## THE PROBLEM
Repeat only the lines below from the one containing "A person's slot." through the one containing "fn from_str(s: &str)", inclusive, exactly as written.

+++++

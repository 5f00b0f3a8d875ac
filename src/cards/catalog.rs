//! Card catalog for definition lookup.
//!
//! The `Catalog` is the immutable mapping of every card archetype in play,
//! built once at startup. Units reference cards by `CardId` rather than
//! duplicating stats, so catalog data is the single source of truth.

use rustc_hash::FxHashMap;

use crate::core::ConfigError;

use super::card::{CardDef, CardId};

/// Registry of card definitions.
///
/// ## Example
///
/// ```
/// use clashlane::cards::{Catalog, CardDef, CardId};
///
/// let mut catalog = Catalog::new();
/// catalog.register(CardDef::new(CardId::new(1), "Knight", 5, 10, 3));
///
/// let found = catalog.get(CardId::new(1)).unwrap();
/// assert_eq!(found.name, "Knight");
/// assert_eq!(catalog.by_name("Knight"), Some(CardId::new(1)));
/// ```
#[derive(Clone, Debug, Default)]
pub struct Catalog {
    cards: FxHashMap<CardId, CardDef>,
    by_name: FxHashMap<String, CardId>,
    next_id: u32,
}

impl Catalog {
    /// Create a new empty catalog.
    #[must_use]
    pub fn new() -> Self {
        Self::default()
    }

    /// Register a card definition.
    ///
    /// Panics if a card with the same ID already exists.
    pub fn register(&mut self, card: CardDef) {
        if self.cards.contains_key(&card.id) {
            panic!("Card with ID {:?} already registered", card.id);
        }
        self.by_name.insert(card.name.clone(), card.id);
        self.cards.insert(card.id, card);
    }

    /// Register a card with an auto-assigned ID.
    ///
    /// Returns the assigned ID.
    pub fn register_auto(
        &mut self,
        name: impl Into<String>,
        attack: u32,
        hp: u32,
        cost: u32,
    ) -> CardId {
        let id = CardId::new(self.next_id);
        self.next_id += 1;

        self.register(CardDef::new(id, name, attack, hp, cost));
        id
    }

    /// Get a card definition by ID.
    #[must_use]
    pub fn get(&self, id: CardId) -> Option<&CardDef> {
        self.cards.get(&id)
    }

    /// Get a card definition by ID, panicking if not found.
    ///
    /// Use when you're certain the card exists.
    #[must_use]
    pub fn get_unchecked(&self, id: CardId) -> &CardDef {
        self.cards.get(&id).expect("Card not found in catalog")
    }

    /// Look up a card ID by name.
    #[must_use]
    pub fn by_name(&self, name: &str) -> Option<CardId> {
        self.by_name.get(name).copied()
    }

    /// Check if a card ID is registered.
    #[must_use]
    pub fn contains(&self, id: CardId) -> bool {
        self.cards.contains_key(&id)
    }

    /// Get the number of registered cards.
    #[must_use]
    pub fn len(&self) -> usize {
        self.cards.len()
    }

    /// Check if the catalog is empty.
    #[must_use]
    pub fn is_empty(&self) -> bool {
        self.cards.is_empty()
    }

    /// Iterate over all card definitions.
    pub fn iter(&self) -> impl Iterator<Item = &CardDef> {
        self.cards.values()
    }

    /// All card IDs in ascending order.
    ///
    /// Sorted so that deck dealing is deterministic under a fixed seed.
    #[must_use]
    pub fn card_ids(&self) -> Vec<CardId> {
        let mut ids: Vec<CardId> = self.cards.keys().copied().collect();
        ids.sort();
        ids
    }

    /// Validate the catalog before a game starts.
    ///
    /// Fails on an empty catalog, malformed stats, or duplicate names.
    pub fn validate(&self) -> Result<(), ConfigError> {
        if self.cards.is_empty() {
            return Err(ConfigError::EmptyCatalog);
        }
        let mut seen = FxHashMap::default();
        for card in self.cards.values() {
            card.validate()?;
            if seen.insert(card.name.as_str(), card.id).is_some() {
                return Err(ConfigError::DuplicateCardName {
                    name: card.name.clone(),
                });
            }
        }
        Ok(())
    }
}

/// The standard six-card catalog.
///
/// Stats match the original prototype roster; Archer and Wizard attack at
/// range 2, everyone else is melee.
#[must_use]
pub fn standard_catalog() -> Catalog {
    let mut catalog = Catalog::new();
    catalog.register(CardDef::new(CardId::new(0), "Knight", 5, 10, 3));
    catalog.register(CardDef::new(CardId::new(1), "Archer", 4, 4, 2).with_range(2));
    catalog.register(CardDef::new(CardId::new(2), "Giant", 10, 20, 5));
    catalog.register(CardDef::new(CardId::new(3), "Goblin", 3, 3, 1));
    catalog.register(CardDef::new(CardId::new(4), "Wizard", 4, 5, 4).with_range(2));
    catalog.register(CardDef::new(CardId::new(5), "Skeleton", 2, 1, 1));
    catalog
}
//! Per-player deck: a shuffled, reusable cycle of catalog cards.
//!
//! Cards are never consumed. A played card leaves the front of the cycle and
//! re-enters at the back, so the deck rotates forever. The front
//! `hand_size` cards form the visible hand window.
//!
//! Two play restrictions are enforced here:
//! - elixir: a card costing more than the player's current elixir is not
//!   playable;
//! - no-repeat: a card may not match the player's immediately preceding
//!   play.
//!
//! If the cycle somehow empties (a deck dealt from a subset of the catalog,
//! then drained), a reshuffled copy of the full roster is cycled back in
//! before the play fails.

use std::collections::VecDeque;

use serde::{Deserialize, Serialize};

use crate::cards::{CardId, Catalog};
use crate::core::{GameRng, InvalidPlay};

/// Default number of cards visible at the front of the cycle.
pub const DEFAULT_HAND_SIZE: usize = 4;

/// A player's shuffled card cycle.
#[derive(Clone, Debug)]
pub struct Deck {
    cycle: VecDeque<CardId>,
    hand_size: usize,
    last_played: Option<CardId>,
    /// Full roster for reshuffle-on-exhaustion.
    roster: Vec<CardId>,
    rng: GameRng,
    /// Cycle order at deal time, for replay metadata.
    initial_order: Vec<CardId>,
}

impl Deck {
    /// Deal a deck from the full catalog, shuffled with the given RNG.
    #[must_use]
    pub fn deal(catalog: &Catalog, hand_size: usize, mut rng: GameRng) -> Self {
        let roster = catalog.card_ids();
        let mut order = roster.clone();
        rng.shuffle(&mut order);

        Self {
            cycle: order.iter().copied().collect(),
            hand_size,
            last_played: None,
            roster,
            rng,
            initial_order: order,
        }
    }

    /// The card most recently played, if any.
    #[must_use]
    pub fn last_played(&self) -> Option<CardId> {
        self.last_played
    }

    /// The visible hand window: the front `hand_size` cards of the cycle.
    pub fn hand(&self) -> impl Iterator<Item = CardId> + '_ {
        self.cycle.iter().take(self.hand_size).copied()
    }

    /// Cycle order at deal time.
    #[must_use]
    pub fn initial_order(&self) -> &[CardId] {
        &self.initial_order
    }

    /// Number of cards currently in the cycle.
    #[must_use]
    pub fn len(&self) -> usize {
        self.cycle.len()
    }

    /// Check whether the cycle is empty.
    #[must_use]
    pub fn is_empty(&self) -> bool {
        self.cycle.is_empty()
    }

    /// Cards in the hand window playable at the given elixir level.
    ///
    /// Filters out unaffordable cards and the no-repeat card. Order follows
    /// the hand window.
    #[must_use]
    pub fn playable(&self, catalog: &Catalog, elixir: u32) -> Vec<CardId> {
        self.hand()
            .filter(|&card| self.check_playable(catalog, card, elixir).is_ok())
            .collect()
    }

    /// Check whether a specific card could be played right now.
    pub fn check_playable(
        &self,
        catalog: &Catalog,
        card: CardId,
        elixir: u32,
    ) -> Result<(), InvalidPlay> {
        if self.cycle.is_empty() && self.roster.is_empty() {
            return Err(InvalidPlay::DeckExhausted);
        }
        let def = catalog
            .get(card)
            .ok_or(InvalidPlay::UnknownCard { card })?;
        if self.last_played == Some(card) {
            return Err(InvalidPlay::RepeatCard { card });
        }
        if !self.hand().any(|c| c == card) {
            return Err(InvalidPlay::NotInHand { card });
        }
        if def.cost > elixir {
            return Err(InvalidPlay::InsufficientElixir {
                cost: def.cost,
                available: elixir,
            });
        }
        Ok(())
    }

    /// Play a card: remove it from the hand window, record it as the last
    /// play, and re-enqueue it at the back of the cycle.
    ///
    /// Fails with [`InvalidPlay`] if the card is not eligible. An empty
    /// cycle is refilled with a reshuffled copy of the full roster before
    /// the eligibility check, so exhaustion only fails on an empty roster.
    pub fn play(
        &mut self,
        catalog: &Catalog,
        card: CardId,
        elixir: u32,
    ) -> Result<CardId, InvalidPlay> {
        if self.cycle.is_empty() {
            self.reshuffle();
        }
        self.check_playable(catalog, card, elixir)?;

        let pos = self
            .cycle
            .iter()
            .take(self.hand_size)
            .position(|&c| c == card)
            .expect("check_playable verified hand membership");
        self.cycle.remove(pos);
        self.cycle.push_back(card);
        self.last_played = Some(card);
        Ok(card)
    }

    /// Refill the cycle with a reshuffled copy of the full roster.
    fn reshuffle(&mut self) {
        let mut refill = self.roster.clone();
        self.rng.shuffle(&mut refill);
        self.cycle.extend(refill);
    }
}

/// Serializable deck composition for replay metadata.
#[derive(Clone, Debug, PartialEq, Eq, Serialize, Deserialize)]
pub struct DeckList {
    /// Card names in initial cycle order.
    pub cards: Vec<String>,
}

impl DeckList {
    /// Capture a deck's initial composition as card names.
    #[must_use]
    pub fn from_deck(deck: &Deck, catalog: &Catalog) -> Self {
        Self {
            cards: deck
                .initial_order()
                .iter()
                .map(|&id| catalog.get_unchecked(id).name.clone())
                .collect(),
        }
    }
}
//! Deterministic single-lane tower-defense battle simulator.
//!
//! Two players place units from a shuffled card cycle onto a one-lane
//! grid with a tower at each end. Units advance toward the enemy tower
//! and attack whatever comes in range; the first tower to fall loses.
//! Every battle is driven by a single seed and resolves identically on
//! every run, and the full course of a game is recorded as a structured
//! JSON replay for offline analysis.
//!
//! ## Quick start
//!
//! ```
//! use clashlane::cards::standard_catalog;
//! use clashlane::driver::{run_match, MatchSetup};
//!
//! let catalog = standard_catalog();
//! let replay = run_match(&catalog, &MatchSetup::new(42)).unwrap();
//!
//! assert_eq!(replay.meta.seed, 42);
//! assert_eq!(replay.turns.len(), replay.meta.turn_count as usize);
//! ```
//!
//! ## Structure
//!
//! - [`cards`]: card definitions and the catalog;
//! - [`deck`]: per-player shuffled card cycles with play restrictions;
//! - [`battle`]: board state and the three-phase turn resolver;
//! - [`policy`]: action sources, including the built-in AI;
//! - [`replay`]: structured JSON replay logs;
//! - [`driver`]: match orchestration and parallel batch generation.

pub mod battle;
pub mod cards;
pub mod core;
pub mod deck;
pub mod driver;
pub mod policy;
pub mod replay;
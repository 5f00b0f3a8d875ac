//! Match orchestration: from a seed and a configuration to a finished
//! replay.
//!
//! The driver owns the glue the engine deliberately leaves out: dealing
//! decks, forking per-player RNG streams, pumping policies for actions,
//! and assembling the replay. Batch generation runs matches in parallel
//! with per-game seeds derived from a base seed, so a batch is as
//! reproducible as a single game.

use rayon::prelude::*;
use serde::{Deserialize, Serialize};

use crate::battle::{resolve_turn, BattleConfig, BattleState};
use crate::cards::Catalog;
use crate::core::{ConfigError, GameRng, PlayerId, PlayerPair};
use crate::deck::{Deck, DeckList, DEFAULT_HAND_SIZE};
use crate::policy::{AiPolicy, PlayerPolicy};
use crate::replay::{Recorder, Replay, ReplayMeta, REPLAY_FORMAT_VERSION};

/// Who controls a player slot.
///
/// The headless driver backs both kinds with the AI; the kind is recorded
/// in replay metadata so analysis tooling can tell training games from
/// games a person nominally played.
#[derive(Clone, Copy, Debug, PartialEq, Eq, Serialize, Deserialize)]
#[serde(rename_all = "lowercase")]
pub enum PlayerKind {
    /// A person's slot.
    Human,
    /// A built-in AI.
    Ai,
}

impl PlayerKind {
    /// Metadata label for this kind.
    #[must_use]
    pub fn label(self) -> &'static str {
        match self {
            PlayerKind::Human => "human",
            PlayerKind::Ai => "ai",
        }
    }
}

impl std::str::FromStr for PlayerKind {
    type Err = String;

    fn from_str(s: &str) -> Result<Self, Self::Err> {
        match s {
            "human" => Ok(PlayerKind::Human),
            "ai" => Ok(PlayerKind::Ai),
            other => Err(format!("unknown player kind {other:?} (human or ai)")),
        }
    }
}

/// Everything needed to run one match.
#[derive(Clone, Debug)]
pub struct MatchSetup {
    /// Battle configuration.
    pub config: BattleConfig,
    /// Controller per player slot.
    pub players: PlayerPair<PlayerKind>,
    /// AI difficulty, `1..=3`.
    pub difficulty: u8,
    /// Master seed; decks and AI streams fork from it.
    pub seed: u64,
    /// Hand window size.
    pub hand_size: usize,
}

impl MatchSetup {
    /// A default setup under the given seed: two AI players at difficulty 2.
    #[must_use]
    pub fn new(seed: u64) -> Self {
        Self {
            config: BattleConfig::default(),
            players: PlayerPair::with_value(PlayerKind::Ai),
            difficulty: 2,
            seed,
            hand_size: DEFAULT_HAND_SIZE,
        }
    }
}

/// Run one match with the setup's built-in AI policies.
pub fn run_match(catalog: &Catalog, setup: &MatchSetup) -> Result<Replay, ConfigError> {
    let mut rng = GameRng::new(setup.seed);
    // Forks must happen in a fixed order or replays stop reproducing:
    // player 0's deck, player 1's deck, then each policy stream.
    let deck_rngs = PlayerPair::new(rng.fork(), rng.fork());
    let mut policies: PlayerPair<Box<dyn PlayerPolicy>> =
        PlayerPair::new(
            Box::new(AiPolicy::new(setup.difficulty, rng.fork())),
            Box::new(AiPolicy::new(setup.difficulty, rng.fork())),
        );
    run_match_with_policies(catalog, setup, deck_rngs, &mut policies)
}

/// Run one match with caller-supplied policies.
///
/// `deck_rngs` decides each player's shuffle; [`run_match`] forks them from
/// the master seed. Policies are pumped once per tick in player order.
pub fn run_match_with_policies(
    catalog: &Catalog,
    setup: &MatchSetup,
    deck_rngs: PlayerPair<GameRng>,
    policies: &mut PlayerPair<Box<dyn PlayerPolicy>>,
) -> Result<Replay, ConfigError> {
    catalog.validate()?;
    let mut state = BattleState::new(setup.config.clone())?;

    let mut decks = deck_rngs.map(|rng| Deck::deal(catalog, setup.hand_size, rng));
    let deck_lists = PlayerPair::from_fn(|p| DeckList::from_deck(&decks[p], catalog));

    log::info!(
        "match start: seed={} difficulty={} players={}/{}",
        setup.seed,
        setup.difficulty,
        setup.players[PlayerId::new(0)].label(),
        setup.players[PlayerId::new(1)].label(),
    );

    let mut recorder = Recorder::new();
    while !state.is_over() {
        let actions = PlayerPair::from_fn(|p| {
            policies[p].decide(&state, p, &decks[p], catalog)
        });
        let record = resolve_turn(&mut state, &mut decks, catalog, actions)
            .expect("loop checked the battle is not over");
        recorder.record(record);
    }

    let outcome = state.outcome().expect("loop exited on a terminal state");
    log::info!(
        "match end: turns={} outcome={outcome:?}",
        state.turn()
    );

    Ok(recorder.finish(ReplayMeta {
        version: REPLAY_FORMAT_VERSION,
        seed: setup.seed,
        player_types: PlayerPair::from_fn(|p| setup.players[p].label().to_string()),
        difficulty: setup.difficulty,
        decks: deck_lists,
        config: setup.config.clone(),
        turn_count: state.turn(),
        winner: outcome.winner(),
        outcome,
        batch_index: None,
    }))
}

/// Seed for the `index`th game of a batch based at `base_seed`.
///
/// Spreads seeds with the 64-bit golden-ratio constant so adjacent games
/// do not share deck shuffles.
#[must_use]
pub fn batch_game_seed(base_seed: u64, index: usize) -> u64 {
    base_seed.wrapping_add((index as u64 + 1).wrapping_mul(0x9E37_79B9_7F4A_7C15))
}

/// Run `count` matches in parallel and return their replays in batch order.
///
/// Game `i` runs under [`batch_game_seed`]`(setup.seed, i)` and carries
/// `batch_index = i` in its metadata. Parallelism does not affect results;
/// each game's randomness comes only from its derived seed.
pub fn generate_batch(
    catalog: &Catalog,
    setup: &MatchSetup,
    count: usize,
) -> Result<Vec<Replay>, ConfigError> {
    log::info!("batch start: {count} games from base seed {}", setup.seed);

    (0..count)
        .into_par_iter()
        .map(|index| {
            let game_setup = MatchSetup {
                seed: batch_game_seed(setup.seed, index),
                ..setup.clone()
            };
            let mut replay = run_match(catalog, &game_setup)?;
            replay.meta.batch_index = Some(index);
            Ok(replay)
        })
        .collect()
}
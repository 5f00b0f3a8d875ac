//! Error taxonomy for the battle engine.
//!
//! Three tiers, matching how each failure is handled:
//!
//! - [`InvalidPlay`]: a rejected placement. Always recoverable - the resolver
//!   downgrades the action to a pass and records the reason in the turn log.
//! - [`ConfigError`]: a malformed catalog or battle configuration. Fatal at
//!   setup time; the game never starts.
//! - [`TerminalStateError`]: actions submitted after game over. A driver bug,
//!   surfaced as an error rather than silently ignored.

use serde::{Deserialize, Serialize};
use std::fmt;

use crate::cards::CardId;

/// Reason a placement action was rejected.
///
/// Never aborts a game: the resolver treats the action as an implicit pass
/// and the reason lands in the replay log.
#[derive(Clone, Debug, PartialEq, Eq, Serialize, Deserialize)]
pub enum InvalidPlay {
    /// The card costs more elixir than the player has.
    InsufficientElixir { cost: u32, available: u32 },
    /// The card matches the player's immediately preceding play.
    RepeatCard { card: CardId },
    /// The card is not in the player's current hand window.
    NotInHand { card: CardId },
    /// The card ID is not in the catalog.
    UnknownCard { card: CardId },
    /// The position is outside the player's placement zone.
    OutOfZone { position: usize },
    /// The position is already occupied by a unit or tower.
    Occupied { position: usize },
    /// The player already fields the maximum number of units.
    UnitCapReached { cap: usize },
    /// The deck is empty even after reshuffling the catalog back in.
    DeckExhausted,
}

impl fmt::Display for InvalidPlay {
    fn fmt(&self, f: &mut fmt::Formatter<'_>) -> fmt::Result {
        match self {
            InvalidPlay::InsufficientElixir { cost, available } => {
                write!(f, "insufficient elixir: need {cost}, have {available}")
            }
            InvalidPlay::RepeatCard { card } => {
                write!(f, "{card} was the previous play and may not repeat")
            }
            InvalidPlay::NotInHand { card } => write!(f, "{card} is not in hand"),
            InvalidPlay::UnknownCard { card } => write!(f, "{card} is not in the catalog"),
            InvalidPlay::OutOfZone { position } => {
                write!(f, "cell {position} is outside the placement zone")
            }
            InvalidPlay::Occupied { position } => write!(f, "cell {position} is occupied"),
            InvalidPlay::UnitCapReached { cap } => {
                write!(f, "unit cap of {cap} already reached")
            }
            InvalidPlay::DeckExhausted => write!(f, "deck exhausted after reshuffle"),
        }
    }
}

impl std::error::Error for InvalidPlay {}

/// Setup-time configuration failure. The game cannot start.
#[derive(Clone, Debug, PartialEq, Eq)]
pub enum ConfigError {
    /// Grid too short to hold two towers and a placement zone each.
    GridTooShort { len: usize },
    /// Towers must start with positive HP.
    ZeroTowerHp,
    /// Elixir maximum must be positive.
    ZeroMaxElixir,
    /// Starting elixir exceeds the configured maximum.
    StartingElixirOverMax { starting: u32, max: u32 },
    /// Turn limit must be positive.
    ZeroTurnLimit,
    /// Per-player unit cap must be positive.
    ZeroUnitCap,
    /// A catalog entry has a non-positive stat that must be positive.
    BadCardStat { card: String, stat: &'static str },
    /// Two catalog entries share a name.
    DuplicateCardName { name: String },
    /// The catalog has no cards to deal from.
    EmptyCatalog,
}

impl fmt::Display for ConfigError {
    fn fmt(&self, f: &mut fmt::Formatter<'_>) -> fmt::Result {
        match self {
            ConfigError::GridTooShort { len } => {
                write!(f, "grid length {len} is too short (minimum 4)")
            }
            ConfigError::ZeroTowerHp => write!(f, "tower HP must be positive"),
            ConfigError::ZeroMaxElixir => write!(f, "max elixir must be positive"),
            ConfigError::StartingElixirOverMax { starting, max } => {
                write!(f, "starting elixir {starting} exceeds max {max}")
            }
            ConfigError::ZeroTurnLimit => write!(f, "turn limit must be positive"),
            ConfigError::ZeroUnitCap => write!(f, "unit cap must be positive"),
            ConfigError::BadCardStat { card, stat } => {
                write!(f, "card {card:?}: {stat} must be positive")
            }
            ConfigError::DuplicateCardName { name } => {
                write!(f, "duplicate card name {name:?} in catalog")
            }
            ConfigError::EmptyCatalog => write!(f, "catalog has no cards"),
        }
    }
}

impl std::error::Error for ConfigError {}

/// Actions were submitted to a battle that is already over.
///
/// This is driver misuse, not a game event; the resolver refuses to advance.
#[derive(Clone, Copy, Debug, PartialEq, Eq)]
pub struct TerminalStateError;

impl fmt::Display for TerminalStateError {
    fn fmt(&self, f: &mut fmt::Formatter<'_>) -> fmt::Result {
        write!(f, "turn submitted after game over")
    }
}

impl std::error::Error for TerminalStateError {}

#[cfg(test)]
mod tests {
    use super::*;

    #[test]
    fn test_invalid_play_display() {
        let err = InvalidPlay::InsufficientElixir {
            cost: 5,
            available: 2,
        };
        assert_eq!(format!("{err}"), "insufficient elixir: need 5, have 2");

        let err = InvalidPlay::UnitCapReached { cap: 4 };
        assert_eq!(format!("{err}"), "unit cap of 4 already reached");
    }

    #[test]
    fn test_config_error_display() {
        let err = ConfigError::GridTooShort { len: 2 };
        assert_eq!(format!("{err}"), "grid length 2 is too short (minimum 4)");
    }

    #[test]
    fn test_terminal_state_error_display() {
        assert_eq!(
            format!("{TerminalStateError}"),
            "turn submitted after game over"
        );
    }

    #[test]
    fn test_invalid_play_round_trips_through_json() {
        let err = InvalidPlay::RepeatCard {
            card: CardId::new(3),
        };
        let json = serde_json::to_string(&err).unwrap();
        let back: InvalidPlay = serde_json::from_str(&json).unwrap();
        assert_eq!(err, back);
    }
}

+++++

## RESPONSE TO THE TASK
    /// A person's slot.
    Human,
    /// A built-in AI.
    Ai,
}

impl PlayerKind {
    /// Metadata label for this kind.
    #[must_use]
    pub fn label(self) -> &'static str {
        match self {
            PlayerKind::Human => "human",
            PlayerKind::Ai => "ai",
        }
    }
}

impl std::str::FromStr for PlayerKind {
    type Err = String;

    fn from_str(s: &str) -> Result<Self, Self::Err> {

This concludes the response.